WHAT NEEDS TO BE DONE
Scan the data, and whenever a line contains "below", copy it.

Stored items
Segment Open

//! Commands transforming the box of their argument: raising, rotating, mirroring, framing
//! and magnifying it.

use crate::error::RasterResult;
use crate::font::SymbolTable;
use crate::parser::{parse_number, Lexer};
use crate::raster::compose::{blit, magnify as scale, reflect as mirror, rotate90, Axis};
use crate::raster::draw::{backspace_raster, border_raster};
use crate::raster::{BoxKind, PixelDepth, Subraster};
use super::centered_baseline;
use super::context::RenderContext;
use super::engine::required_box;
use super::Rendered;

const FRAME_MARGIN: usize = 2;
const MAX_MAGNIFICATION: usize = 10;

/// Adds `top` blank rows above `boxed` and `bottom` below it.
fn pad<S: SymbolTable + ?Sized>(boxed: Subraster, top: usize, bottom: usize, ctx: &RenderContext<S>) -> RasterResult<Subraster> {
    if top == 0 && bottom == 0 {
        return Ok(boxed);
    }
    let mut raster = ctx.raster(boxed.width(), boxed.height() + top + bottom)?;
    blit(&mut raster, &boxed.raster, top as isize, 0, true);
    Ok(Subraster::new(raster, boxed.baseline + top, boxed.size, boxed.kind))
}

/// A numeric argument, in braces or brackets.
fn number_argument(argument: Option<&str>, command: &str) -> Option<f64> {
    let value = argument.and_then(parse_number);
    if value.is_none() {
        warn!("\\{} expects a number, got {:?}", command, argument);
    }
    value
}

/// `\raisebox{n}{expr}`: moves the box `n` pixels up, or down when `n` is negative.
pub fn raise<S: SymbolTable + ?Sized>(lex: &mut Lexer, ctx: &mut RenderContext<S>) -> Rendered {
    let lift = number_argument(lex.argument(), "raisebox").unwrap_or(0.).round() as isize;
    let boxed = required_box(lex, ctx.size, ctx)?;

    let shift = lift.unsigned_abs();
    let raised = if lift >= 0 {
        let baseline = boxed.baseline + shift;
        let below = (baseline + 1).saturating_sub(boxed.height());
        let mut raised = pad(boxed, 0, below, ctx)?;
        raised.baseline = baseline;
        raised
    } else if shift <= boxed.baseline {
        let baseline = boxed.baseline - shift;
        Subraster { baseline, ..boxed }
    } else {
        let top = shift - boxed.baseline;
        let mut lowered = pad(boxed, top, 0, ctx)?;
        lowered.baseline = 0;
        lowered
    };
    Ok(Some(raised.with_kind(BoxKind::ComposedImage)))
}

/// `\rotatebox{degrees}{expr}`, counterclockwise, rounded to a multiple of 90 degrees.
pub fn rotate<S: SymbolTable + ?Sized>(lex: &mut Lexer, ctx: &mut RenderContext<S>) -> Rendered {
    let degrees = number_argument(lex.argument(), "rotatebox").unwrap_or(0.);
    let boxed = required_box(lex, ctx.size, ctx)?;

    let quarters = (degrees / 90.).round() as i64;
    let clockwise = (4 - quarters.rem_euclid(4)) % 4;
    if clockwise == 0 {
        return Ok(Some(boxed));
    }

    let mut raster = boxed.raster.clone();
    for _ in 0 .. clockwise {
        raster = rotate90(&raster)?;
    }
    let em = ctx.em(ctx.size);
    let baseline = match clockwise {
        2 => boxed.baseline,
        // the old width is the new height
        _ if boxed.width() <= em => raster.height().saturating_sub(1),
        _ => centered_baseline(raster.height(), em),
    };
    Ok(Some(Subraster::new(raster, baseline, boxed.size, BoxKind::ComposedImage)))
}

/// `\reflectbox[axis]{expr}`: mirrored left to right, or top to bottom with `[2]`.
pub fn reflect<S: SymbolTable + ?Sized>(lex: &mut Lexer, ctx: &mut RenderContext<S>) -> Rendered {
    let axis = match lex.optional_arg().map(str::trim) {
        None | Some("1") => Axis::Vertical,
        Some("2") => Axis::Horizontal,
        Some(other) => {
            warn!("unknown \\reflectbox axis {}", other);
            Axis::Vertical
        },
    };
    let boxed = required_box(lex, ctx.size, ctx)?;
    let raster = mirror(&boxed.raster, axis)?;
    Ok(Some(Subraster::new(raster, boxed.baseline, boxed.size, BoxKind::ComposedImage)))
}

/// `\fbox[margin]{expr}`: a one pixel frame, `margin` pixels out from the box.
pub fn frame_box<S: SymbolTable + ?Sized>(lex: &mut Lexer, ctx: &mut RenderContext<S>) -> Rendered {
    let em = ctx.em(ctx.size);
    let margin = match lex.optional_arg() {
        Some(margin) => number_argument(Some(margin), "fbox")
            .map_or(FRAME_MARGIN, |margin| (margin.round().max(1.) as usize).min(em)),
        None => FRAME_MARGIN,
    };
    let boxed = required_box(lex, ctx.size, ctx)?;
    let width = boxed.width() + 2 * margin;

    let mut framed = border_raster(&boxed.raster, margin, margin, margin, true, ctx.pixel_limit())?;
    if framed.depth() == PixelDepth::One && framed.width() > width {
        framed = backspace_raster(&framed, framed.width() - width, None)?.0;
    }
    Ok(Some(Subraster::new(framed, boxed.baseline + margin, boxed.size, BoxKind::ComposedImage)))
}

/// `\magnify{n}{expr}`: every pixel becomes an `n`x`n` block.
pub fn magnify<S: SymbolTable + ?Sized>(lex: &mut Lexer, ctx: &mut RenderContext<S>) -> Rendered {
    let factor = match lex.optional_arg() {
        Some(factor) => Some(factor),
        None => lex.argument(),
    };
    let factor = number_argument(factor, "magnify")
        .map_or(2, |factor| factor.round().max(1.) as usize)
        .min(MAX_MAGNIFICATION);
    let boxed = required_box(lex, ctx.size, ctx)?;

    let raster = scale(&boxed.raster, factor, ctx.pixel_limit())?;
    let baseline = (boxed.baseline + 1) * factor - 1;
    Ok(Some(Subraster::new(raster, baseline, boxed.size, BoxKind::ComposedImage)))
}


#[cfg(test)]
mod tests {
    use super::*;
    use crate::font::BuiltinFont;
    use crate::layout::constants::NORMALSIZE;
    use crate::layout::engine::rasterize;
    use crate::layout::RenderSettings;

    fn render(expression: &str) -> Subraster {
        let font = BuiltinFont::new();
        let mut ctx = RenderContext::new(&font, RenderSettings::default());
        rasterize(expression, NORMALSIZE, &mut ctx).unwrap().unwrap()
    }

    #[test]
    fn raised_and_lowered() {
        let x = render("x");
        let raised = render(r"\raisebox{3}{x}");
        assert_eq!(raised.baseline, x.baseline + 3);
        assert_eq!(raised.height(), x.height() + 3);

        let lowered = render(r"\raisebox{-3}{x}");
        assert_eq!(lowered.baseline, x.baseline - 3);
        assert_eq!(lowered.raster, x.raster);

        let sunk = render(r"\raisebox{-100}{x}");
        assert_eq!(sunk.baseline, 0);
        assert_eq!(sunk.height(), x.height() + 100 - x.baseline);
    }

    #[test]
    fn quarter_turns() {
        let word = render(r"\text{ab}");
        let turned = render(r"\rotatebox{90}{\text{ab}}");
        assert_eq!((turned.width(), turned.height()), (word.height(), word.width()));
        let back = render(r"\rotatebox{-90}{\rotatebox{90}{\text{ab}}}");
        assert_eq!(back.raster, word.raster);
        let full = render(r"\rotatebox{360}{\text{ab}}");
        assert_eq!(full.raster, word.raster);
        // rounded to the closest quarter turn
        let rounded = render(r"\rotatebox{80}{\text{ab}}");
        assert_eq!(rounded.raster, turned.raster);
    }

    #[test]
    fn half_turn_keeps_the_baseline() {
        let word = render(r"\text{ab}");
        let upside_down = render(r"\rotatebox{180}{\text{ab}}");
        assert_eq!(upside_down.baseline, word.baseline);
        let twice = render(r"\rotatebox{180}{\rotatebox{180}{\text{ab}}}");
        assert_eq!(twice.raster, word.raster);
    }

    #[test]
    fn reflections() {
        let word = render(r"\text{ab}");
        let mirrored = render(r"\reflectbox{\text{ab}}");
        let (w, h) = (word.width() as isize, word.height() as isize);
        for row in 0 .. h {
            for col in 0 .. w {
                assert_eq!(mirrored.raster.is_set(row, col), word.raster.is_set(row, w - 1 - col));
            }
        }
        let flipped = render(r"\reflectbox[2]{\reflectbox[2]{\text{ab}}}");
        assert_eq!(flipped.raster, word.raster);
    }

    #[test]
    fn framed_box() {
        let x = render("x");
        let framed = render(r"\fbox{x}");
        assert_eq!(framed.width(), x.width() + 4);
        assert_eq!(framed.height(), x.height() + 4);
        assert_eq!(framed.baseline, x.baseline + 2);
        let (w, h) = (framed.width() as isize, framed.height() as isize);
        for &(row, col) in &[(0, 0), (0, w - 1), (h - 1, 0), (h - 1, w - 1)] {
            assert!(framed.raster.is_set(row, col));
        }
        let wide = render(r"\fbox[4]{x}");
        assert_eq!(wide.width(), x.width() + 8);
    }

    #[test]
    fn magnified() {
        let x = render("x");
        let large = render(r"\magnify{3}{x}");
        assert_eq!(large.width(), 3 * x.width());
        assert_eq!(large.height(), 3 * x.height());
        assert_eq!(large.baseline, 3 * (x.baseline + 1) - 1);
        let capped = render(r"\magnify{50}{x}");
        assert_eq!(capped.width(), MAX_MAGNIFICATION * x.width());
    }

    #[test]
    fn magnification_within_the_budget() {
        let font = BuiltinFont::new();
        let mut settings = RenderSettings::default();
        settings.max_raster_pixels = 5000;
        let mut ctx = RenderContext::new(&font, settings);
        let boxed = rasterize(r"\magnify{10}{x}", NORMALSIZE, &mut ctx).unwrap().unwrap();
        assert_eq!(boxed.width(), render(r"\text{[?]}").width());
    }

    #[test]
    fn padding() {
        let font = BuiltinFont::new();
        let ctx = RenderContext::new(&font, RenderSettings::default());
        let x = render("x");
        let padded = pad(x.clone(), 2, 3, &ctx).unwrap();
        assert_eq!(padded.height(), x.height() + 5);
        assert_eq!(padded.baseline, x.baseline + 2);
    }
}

Segment Closed
Segment Open

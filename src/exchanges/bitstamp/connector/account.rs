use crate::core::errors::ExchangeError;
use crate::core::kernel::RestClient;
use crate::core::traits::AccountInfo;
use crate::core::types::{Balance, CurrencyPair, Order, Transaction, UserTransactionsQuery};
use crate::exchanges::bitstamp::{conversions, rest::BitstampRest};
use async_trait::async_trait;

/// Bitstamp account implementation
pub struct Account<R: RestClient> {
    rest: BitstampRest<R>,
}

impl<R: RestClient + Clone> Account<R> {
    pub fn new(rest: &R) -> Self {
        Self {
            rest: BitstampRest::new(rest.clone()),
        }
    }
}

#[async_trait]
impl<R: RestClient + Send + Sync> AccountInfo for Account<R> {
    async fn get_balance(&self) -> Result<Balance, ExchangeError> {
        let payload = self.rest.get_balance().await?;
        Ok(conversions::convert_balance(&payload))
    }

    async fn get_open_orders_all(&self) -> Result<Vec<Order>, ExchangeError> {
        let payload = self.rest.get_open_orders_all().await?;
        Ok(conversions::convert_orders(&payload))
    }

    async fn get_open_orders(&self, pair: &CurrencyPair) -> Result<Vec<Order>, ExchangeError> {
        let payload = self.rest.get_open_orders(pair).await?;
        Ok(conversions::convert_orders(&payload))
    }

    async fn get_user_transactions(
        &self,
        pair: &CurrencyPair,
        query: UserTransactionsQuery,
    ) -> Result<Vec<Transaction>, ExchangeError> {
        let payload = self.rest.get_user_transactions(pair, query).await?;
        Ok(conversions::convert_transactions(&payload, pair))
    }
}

Segment Closed

TASK SOLUTION
/// Adds `top` blank rows above `boxed` and `bottom` below it.
        let below = (baseline + 1).saturating_sub(boxed.height());
        let mut raised = pad(boxed, 0, below, ctx)?;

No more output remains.